Note that the second book, A Parent’s Guide to Preventing Homosexuality (Paperback), has many reviews (most of which have gone up in the past 48 hours and are negative) in part I think because this is the top result for the search: “Homosexuality” in Amazon’s system.

Also, see Dear Author’s excellent documenting of Amazon’s classification of books, placed in Amazon’s database partly by the publishers and partly by Amazon.

Note that Amazon came out late Monday with the explanation that this was all “a glitch” in a statement to Publisher’s Weekly, however that contradicts earlier email from them to authors stating that they were in the “adult” category simply for including positive gay and lesbian themes in their works and that’s why they lost their “Sales Rank” statistic that would keep them in search results. It was a very targeted glitch for sure. Targeted to, among other things, “positive references to sexual orientation == gay” placing them into the “adult” category, which allowed the other minor “glitch” by the programmer to be possible.

If all this seems like a problem, and it should, it’s because Amazon is using algorithms, which rely on their classification system, with various statistics like “Sales Rank” to rank products in search results on the site. These algorithms and classifications have points of view. Their point of view, revealed this week, is that “positive references to sexual orientation == gay” is “adult” in nature. And that classifications will be used in the algorithms to sort out what is shown and what does or does not get to have “sales rank,” which then orders items in search results. And we all know search result order can lead to big sales, or invisibility. The SEO industry and Google bank big on that point.

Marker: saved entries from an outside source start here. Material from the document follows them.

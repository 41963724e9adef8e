//! Usage: Session error taxonomy + classification of generate failures (HTTP body, transport).

use std::fmt;

pub const PROMPT_MISSING_NOTICE: &str = "联网搜索需要输入有效的问题";

#[derive(Debug, Clone, Copy, PartialEq, Eq)]
pub enum ErrorCategory {
    Validation,
    PromptMissing,
    ModelError,
    Transport,
    StreamInterrupted,
}

impl ErrorCategory {
    pub fn as_str(self) -> &'static str {
        match self {
            Self::Validation => "validation",
            Self::PromptMissing => "prompt_missing",
            Self::ModelError => "model_error",
            Self::Transport => "transport",
            Self::StreamInterrupted => "stream_interrupted",
        }
    }
}

#[derive(Debug, Clone, PartialEq, Eq)]
pub struct SessionError {
    pub category: ErrorCategory,
    pub code: &'static str,
    pub message: String,
    pub status: Option<u16>,
}

impl fmt::Display for SessionError {
    fn fmt(&self, f: &mut fmt::Formatter<'_>) -> fmt::Result {
        write!(f, "{}: {}", self.code, self.message)
    }
}

impl std::error::Error for SessionError {}

impl SessionError {
    fn new(category: ErrorCategory, code: &'static str, message: impl Into<String>) -> Self {
        Self {
            category,
            code,
            message: message.into(),
            status: None,
        }
    }

    pub fn validation(message: impl Into<String>) -> Self {
        Self::new(ErrorCategory::Validation, "SEC_INVALID_INPUT", message)
    }

    pub fn stream_interrupted(code: &'static str, message: impl Into<String>) -> Self {
        Self::new(ErrorCategory::StreamInterrupted, code, message)
    }

    /// Text for the user-facing notice.
    pub fn user_message(&self) -> String {
        match self.category {
            ErrorCategory::Validation => self.message.clone(),
            ErrorCategory::PromptMissing => PROMPT_MISSING_NOTICE.to_string(),
            ErrorCategory::ModelError => format!("模型选择错误: {}", self.message),
            ErrorCategory::Transport => match self.status {
                Some(status) => format!("AI服务不可用，HTTP状态: {status}"),
                None => format!("AI服务不可用: {}", self.message),
            },
            ErrorCategory::StreamInterrupted => format!("响应流中断: {}", self.message),
        }
    }

    /// The server may still be generating, so the pending record must survive.
    pub fn keeps_pending(&self) -> bool {
        self.category == ErrorCategory::StreamInterrupted
    }
}

fn error_text(body: &str) -> String {
    if let Ok(serde_json::Value::Object(map)) = serde_json::from_str::<serde_json::Value>(body) {
        if let Some(serde_json::Value::String(s)) = map.get("error") {
            return s.clone();
        }
    }
    body.trim().to_string()
}

/// Classifies a non-2xx generate response. Prompt phrases win over model phrases.
pub(crate) fn classify_error_body(status: u16, body: &str) -> SessionError {
    let text = error_text(body);

    let (category, code) = if text.contains("缺少提示内容")
        || text.contains("无法继续")
        || text.contains("prompt")
    {
        (ErrorCategory::PromptMissing, "CHAT_PROMPT_MISSING")
    } else if text.contains("model") || text.contains("模型") {
        (ErrorCategory::ModelError, "CHAT_MODEL_ERROR")
    } else {
        (ErrorCategory::Transport, "CHAT_UPSTREAM_STATUS")
    };

    let message = if text.is_empty() {
        format!("status={status}")
    } else {
        text
    };
    SessionError {
        category,
        code,
        message,
        status: Some(status),
    }
}

pub(crate) fn classify_reqwest_error(err: &reqwest::Error) -> SessionError {
    let code = if err.is_timeout() {
        "CHAT_UPSTREAM_TIMEOUT"
    } else if err.is_connect() {
        "CHAT_UPSTREAM_CONNECT_FAILED"
    } else {
        "CHAT_REQUEST_FAILED"
    };
    SessionError::new(ErrorCategory::Transport, code, err.to_string())
}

Search for “homosexuality” in Amazon and this is the top result:

AmazonSearchResultsHomosexuality.png

While Amazon “Sales Rank” numbers in part determine the ordering of search results, I’m guessing that the number of user activities around a listing, such as reviews, may also be a factor because yesterday when I did this search, the 5 books ranked following “A Parents Guide…” were also anti-homosexuality. Today, the four that follow are positive toward homosexuality (at a glance), and from what I can tell there are many new reviews and comments on these books.

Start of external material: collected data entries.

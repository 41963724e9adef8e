//! Usage: Run blocking work (SQLite, filesystem) on tokio's blocking pool with a labelled join error.

pub(crate) async fn run<T, F>(label: &'static str, f: F) -> Result<T, String>
where
    T: Send + 'static,
    F: FnOnce() -> Result<T, String> + Send + 'static,
{
    match tokio::task::spawn_blocking(f).await {
        Ok(result) => result,
        Err(err) => {
            tracing::error!(label = label, "阻塞任务执行失败: {}", err);
            Err(format!("TASK_JOIN: {label}: {err}"))
        }
    }
}
fn main() {
    chat_stream_lib::run()
}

The issue with #AmazonFail isn’t that a French Employee pressed the wrong button or could affect the system by changing “false” to “true” in filtering certain “adult” classified items, it’s that Amazon’s system has assumptions such as: sexual orientation is part of “adult”. And “gay” is part of “adult.” In other words, #AmazonFail is about the subconscious assumptions of people built into algorithms and classification that contain discriminatory ideas. When other employees use the system, whether they themselves agree with the underlying assumptions of the algorithms and classification system, or even realize the system has these point’s of view built in, they can put those assumptions into force, as the Amazon France Employee apparently did according to Amazon.

This of course doesn’t explain how the problem arose two months ago, and why when Amazon was notified, they didn’t look into it then. I would suggest that the same underlying assumptions that drove their classification and algorithm system to be built to filter “gay” into “adult” also led their investigations in February and March to lead to nothing. It was only public outrage this past weekend that caused them to look harder, beyond their own assumptions, to find the underlying problem.

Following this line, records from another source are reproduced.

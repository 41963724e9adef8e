//! Usage: Render sink abstraction for assistant messages + an in-memory implementation.

use crate::chat_api::FreeUsageInfo;

pub const NEAR_BOTTOM_THRESHOLD_PX: u32 = 160;
/// Height one content update adds to the modelled view.
const UPDATE_GROWTH_PX: u32 = 40;

#[derive(Debug, Clone, Copy, PartialEq, Eq, Hash)]
pub struct ThinkPanelHandle(u64);

impl ThinkPanelHandle {
    pub fn new(id: u64) -> Self {
        Self(id)
    }

    pub fn id(&self) -> u64 {
        self.0
    }
}

/// Source text plus the HTML rendered from it (the source is what "copy" copies).
#[derive(Debug, Clone, Default, PartialEq, Eq)]
pub struct RenderedContent {
    pub source: String,
    pub html: String,
}

#[derive(Debug, Clone, Default, PartialEq)]
pub struct AccountInfo {
    pub points: Option<String>,
    pub free_usage: Option<FreeUsageInfo>,
}

/// Where a generation is drawn. Every mutating call can fail when its target node is gone
/// (e.g. the user deleted the message); callers log and keep streaming.
pub trait RenderSink: Send {
    /// Loading placeholder with the model header.
    fn create_placeholder(&mut self, message_id: &str, model: &str) -> Result<(), String>;

    /// Swaps the loading indicator for an empty content container; the model header stays.
    fn replace_with_content_container(&mut self, message_id: &str) -> Result<(), String>;

    fn set_content(&mut self, message_id: &str, content: &RenderedContent) -> Result<(), String>;

    /// Collapsible reasoning panel placed before the content, expanded when created.
    fn ensure_think_panel(&mut self, message_id: &str) -> Result<ThinkPanelHandle, String>;

    fn set_think_body(&mut self, panel: ThinkPanelHandle, body: &RenderedContent) -> Result<(), String>;

    fn set_think_header(&mut self, panel: ThinkPanelHandle, label: &str) -> Result<(), String>;

    /// Returns whether the panel is expanded afterwards.
    fn toggle_think_panel(&mut self, panel: ThinkPanelHandle) -> Result<bool, String>;

    fn is_near_bottom(&self) -> bool;

    fn scroll_to_bottom(&mut self);

    fn scroll_to_bottom_if_near(&mut self) {
        if self.is_near_bottom() {
            self.scroll_to_bottom();
        }
    }

    fn append_error_note(&mut self, message_id: &str, html: &str) -> Result<(), String>;

    fn show_search_results(&mut self, _message_id: &str, _raw: &str) -> Result<(), String> {
        Ok(())
    }

    fn show_account_info(&mut self, _info: &AccountInfo) {}
}

#[derive(Debug, Clone, PartialEq, Eq)]
pub enum SinkOp {
    CreatePlaceholder(String),
    ReplaceWithContentContainer(String),
    SetContent(String),
    EnsureThinkPanel(String),
    SetThinkBody(ThinkPanelHandle),
    SetThinkHeader(ThinkPanelHandle, String),
    ToggleThinkPanel(ThinkPanelHandle),
    ScrollToBottom,
    AppendErrorNote(String),
    ShowSearchResults(String),
    ShowAccountInfo,
}

#[derive(Debug, Clone, PartialEq, Eq)]
pub struct ThinkPanelView {
    pub handle: ThinkPanelHandle,
    pub header: String,
    pub body: RenderedContent,
    pub expanded: bool,
}

#[derive(Debug, Clone, PartialEq, Eq)]
pub struct MessageView {
    pub message_id: String,
    pub model: String,
    pub loading: bool,
    pub think: Option<ThinkPanelView>,
    pub content: Option<RenderedContent>,
    pub error_notes: Vec<String>,
    pub search_results: Vec<String>,
}

/// Headless message list: what a DOM would show, plus a log of every sink call.
#[derive(Debug, Default)]
pub struct MemorySink {
    messages: Vec<MessageView>,
    ops: Vec<SinkOp>,
    next_panel_id: u64,
    distance_from_bottom_px: u32,
    account_info: Option<AccountInfo>,
}

fn missing(message_id: &str) -> String {
    format!("RENDER_TARGET_MISSING: message {message_id}")
}

impl MemorySink {
    pub fn new() -> Self {
        Self::default()
    }

    pub fn messages(&self) -> &[MessageView] {
        &self.messages
    }

    pub fn message(&self, message_id: &str) -> Option<&MessageView> {
        self.messages.iter().find(|m| m.message_id == message_id)
    }

    pub fn ops(&self) -> &[SinkOp] {
        &self.ops
    }

    pub fn count_ops(&self, pred: impl Fn(&SinkOp) -> bool) -> usize {
        self.ops.iter().filter(|op| pred(op)).count()
    }

    pub fn account_info(&self) -> Option<&AccountInfo> {
        self.account_info.as_ref()
    }

    /// Simulates the user deleting the message node mid-stream.
    pub fn remove_message(&mut self, message_id: &str) -> bool {
        let before = self.messages.len();
        self.messages.retain(|m| m.message_id != message_id);
        before != self.messages.len()
    }

    /// Simulates the user scrolling away from (or back to) the bottom.
    pub fn set_distance_from_bottom(&mut self, px: u32) {
        self.distance_from_bottom_px = px;
    }

    fn message_mut(&mut self, message_id: &str) -> Result<&mut MessageView, String> {
        self.messages
            .iter_mut()
            .find(|m| m.message_id == message_id)
            .ok_or_else(|| missing(message_id))
    }

    fn panel_mut(&mut self, panel: ThinkPanelHandle) -> Result<&mut ThinkPanelView, String> {
        self.messages
            .iter_mut()
            .filter_map(|m| m.think.as_mut())
            .find(|p| p.handle == panel)
            .ok_or_else(|| format!("RENDER_TARGET_MISSING: think panel {}", panel.id()))
    }

    fn grow(&mut self) {
        self.distance_from_bottom_px = self.distance_from_bottom_px.saturating_add(UPDATE_GROWTH_PX);
    }
}

impl RenderSink for MemorySink {
    fn create_placeholder(&mut self, message_id: &str, model: &str) -> Result<(), String> {
        self.ops.push(SinkOp::CreatePlaceholder(message_id.to_string()));
        let view = MessageView {
            message_id: message_id.to_string(),
            model: model.to_string(),
            loading: true,
            think: None,
            content: None,
            error_notes: Vec::new(),
            search_results: Vec::new(),
        };
        match self.messages.iter_mut().find(|m| m.message_id == message_id) {
            Some(existing) => *existing = view,
            None => self.messages.push(view),
        }
        self.grow();
        Ok(())
    }

    fn replace_with_content_container(&mut self, message_id: &str) -> Result<(), String> {
        self.ops
            .push(SinkOp::ReplaceWithContentContainer(message_id.to_string()));
        let message = self.message_mut(message_id)?;
        message.loading = false;
        message.content = Some(RenderedContent::default());
        Ok(())
    }

    fn set_content(&mut self, message_id: &str, content: &RenderedContent) -> Result<(), String> {
        self.ops.push(SinkOp::SetContent(message_id.to_string()));
        let message = self.message_mut(message_id)?;
        message.loading = false;
        message.content = Some(content.clone());
        self.grow();
        Ok(())
    }

    fn ensure_think_panel(&mut self, message_id: &str) -> Result<ThinkPanelHandle, String> {
        self.ops.push(SinkOp::EnsureThinkPanel(message_id.to_string()));
        let next_id = self.next_panel_id + 1;
        let message = self.message_mut(message_id)?;
        if let Some(panel) = message.think.as_ref() {
            return Ok(panel.handle);
        }
        let handle = ThinkPanelHandle::new(next_id);
        message.think = Some(ThinkPanelView {
            handle,
            header: String::new(),
            body: RenderedContent::default(),
            expanded: true,
        });
        self.next_panel_id = next_id;
        Ok(handle)
    }

    fn set_think_body(&mut self, panel: ThinkPanelHandle, body: &RenderedContent) -> Result<(), String> {
        self.ops.push(SinkOp::SetThinkBody(panel));
        self.panel_mut(panel)?.body = body.clone();
        self.grow();
        Ok(())
    }

    fn set_think_header(&mut self, panel: ThinkPanelHandle, label: &str) -> Result<(), String> {
        self.ops
            .push(SinkOp::SetThinkHeader(panel, label.to_string()));
        self.panel_mut(panel)?.header = label.to_string();
        Ok(())
    }

    fn toggle_think_panel(&mut self, panel: ThinkPanelHandle) -> Result<bool, String> {
        self.ops.push(SinkOp::ToggleThinkPanel(panel));
        let view = self.panel_mut(panel)?;
        view.expanded = !view.expanded;
        Ok(view.expanded)
    }

    fn is_near_bottom(&self) -> bool {
        self.distance_from_bottom_px <= NEAR_BOTTOM_THRESHOLD_PX
    }

    fn scroll_to_bottom(&mut self) {
        self.ops.push(SinkOp::ScrollToBottom);
        self.distance_from_bottom_px = 0;
    }

    fn append_error_note(&mut self, message_id: &str, html: &str) -> Result<(), String> {
        self.ops
            .push(SinkOp::AppendErrorNote(message_id.to_string()));
        self.message_mut(message_id)?
            .error_notes
            .push(html.to_string());
        Ok(())
    }

    fn show_search_results(&mut self, message_id: &str, raw: &str) -> Result<(), String> {
        self.ops
            .push(SinkOp::ShowSearchResults(message_id.to_string()));
        let message = self.message_mut(message_id)?;
        if message.search_results.last().map(String::as_str) != Some(raw) {
            message.search_results.push(raw.to_string());
        }
        Ok(())
    }

    fn show_account_info(&mut self, info: &AccountInfo) {
        self.ops.push(SinkOp::ShowAccountInfo);
        self.account_info = Some(info.clone());
    }
}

The bar for ethics in creating algorithms and classification systems should be very high. #AmazonFail proved it’s not, at least at Amazon. I would venture that Amazon’s classification and algorithm system have more of these discriminatory assumptions, and while their tagging system does allow users to correct for some of this, Amazon is using it’s internal classification system in it’s filters, not user tagging, that I can tell.

I would suggest that the company, because of its position in the market and power over both authors and publishers, as well as users and the intellectual marketplace of idea, ought to be doing a complete and public review of their classification and algorithm assumptions. Publishers and authors should push for it, and so should users.